** Opening RECORDS TO PROCESS block **
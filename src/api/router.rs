use axum::{
    http::header::{HeaderValue, ACCEPT, AUTHORIZATION, CONTENT_TYPE, ORIGIN},
    http::{HeaderName, Method, Request, Response},
    routing::get,
    Router,
};
use std::time::Duration;
use tower_http::{
    cors::{AllowOrigin, Any, CorsLayer},
    normalize_path::NormalizePathLayer,
    request_id::{MakeRequestUuid, PropagateRequestIdLayer, SetRequestIdLayer},
    trace::TraceLayer,
};
use tracing::Span;

use crate::api::{auth, catalog, handlers, questions, student, users};
use crate::core::{config::Settings, state::AppState};

pub(crate) fn router(state: AppState) -> Router {
    let cors = build_cors_layer(state.settings());
    let api_v1_prefix = state.settings().api().api_v1_str.clone();
    let api_v1 = Router::new()
        .nest("/auth", auth::router())
        .nest("/users", users::router())
        .nest("/catalog", catalog::router())
        .nest("/admin/questions", questions::router())
        .nest("/student/questions", student::router());

    let request_id_header = HeaderName::from_static("x-request-id");
    let request_id_header_for_span = request_id_header.clone();
    let trace_layer = TraceLayer::new_for_http()
        .make_span_with(move |request: &Request<_>| {
            let request_id = request
                .headers()
                .get(&request_id_header_for_span)
                .and_then(|value| value.to_str().ok())
                .unwrap_or("-");
            tracing::info_span!(
                "request",
                method = %request.method(),
                uri = %request.uri(),
                request_id = %request_id
            )
        })
        .on_response(|response: &Response<axum::body::Body>, latency: Duration, _span: &Span| {
            let status_label = response.status().as_u16().to_string();
            metrics::counter!(
                "http_requests_total",
                "status" => status_label.clone()
            )
            .increment(1);
            metrics::histogram!(
                "http_request_duration_seconds",
                "status" => status_label
            )
            .record(latency.as_secs_f64());
        });

    let mut router: Router<AppState> = Router::new()
        .route("/", get(handlers::root))
        .route("/healthz", get(handlers::healthz).head(handlers::healthz))
        .nest(&api_v1_prefix, api_v1)
        .layer(NormalizePathLayer::trim_trailing_slash())
        .layer(PropagateRequestIdLayer::new(request_id_header.clone()))
        .layer(SetRequestIdLayer::new(request_id_header, MakeRequestUuid))
        .layer(trace_layer)
        .layer(cors);

    if state.settings().telemetry().prometheus_enabled {
        router = router.route("/metrics", get(handlers::metrics));
    }

    router.with_state(state)
}

fn build_cors_layer(settings: &Settings) -> CorsLayer {
    let origins = settings
        .cors()
        .origins
        .iter()
        .filter_map(|origin| HeaderValue::from_str(origin).ok())
        .collect::<Vec<_>>();

    let base = CorsLayer::new()
        .allow_methods([
            Method::GET,
            Method::POST,
            Method::PUT,
            Method::PATCH,
            Method::DELETE,
            Method::OPTIONS,
        ])
        .allow_headers([
            AUTHORIZATION,
            CONTENT_TYPE,
            ACCEPT,
            ORIGIN,
            HeaderName::from_static("x-request-id"),
        ])
        .expose_headers([HeaderName::from_static("x-request-id")])
        .max_age(Duration::from_secs(3600));

    if origins.is_empty() {
        // Wildcard origin cannot be combined with allow_credentials
        base.allow_origin(Any)
    } else {
        base.allow_credentials(true)
            .allow_origin(AllowOrigin::list(origins))
    }
}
** Closing RECORDS TO PROCESS block **
[YOUR GOAL]
Retype, exactly as written, everything from the first line of the data above through the line containing "let trace_layer = TraceLayer::new_for_http()". Nothing else should appear.

[ANSWER TO THE EXERCISE]
filename src/api/router.rs
use axum::{
    http::header::{HeaderValue, ACCEPT, AUTHORIZATION, CONTENT_TYPE, ORIGIN},
    http::{HeaderName, Method, Request, Response},
    routing::get,
    Router,
};
use std::time::Duration;
use tower_http::{
    cors::{AllowOrigin, Any, CorsLayer},
    normalize_path::NormalizePathLayer,
    request_id::{MakeRequestUuid, PropagateRequestIdLayer, SetRequestIdLayer},
    trace::TraceLayer,
};
use tracing::Span;

use crate::api::{auth, catalog, handlers, questions, student, users};
use crate::core::{config::Settings, state::AppState};

pub(crate) fn router(state: AppState) -> Router {
    let cors = build_cors_layer(state.settings());
    let api_v1_prefix = state.settings().api().api_v1_str.clone();
    let api_v1 = Router::new()
        .nest("/auth", auth::router())
        .nest("/users", users::router())
        .nest("/catalog", catalog::router())
        .nest("/admin/questions", questions::router())
        .nest("/student/questions", student::router());

    let request_id_header = HeaderName::from_static("x-request-id");
    let request_id_header_for_span = request_id_header.clone();
    let trace_layer = TraceLayer::new_for_http()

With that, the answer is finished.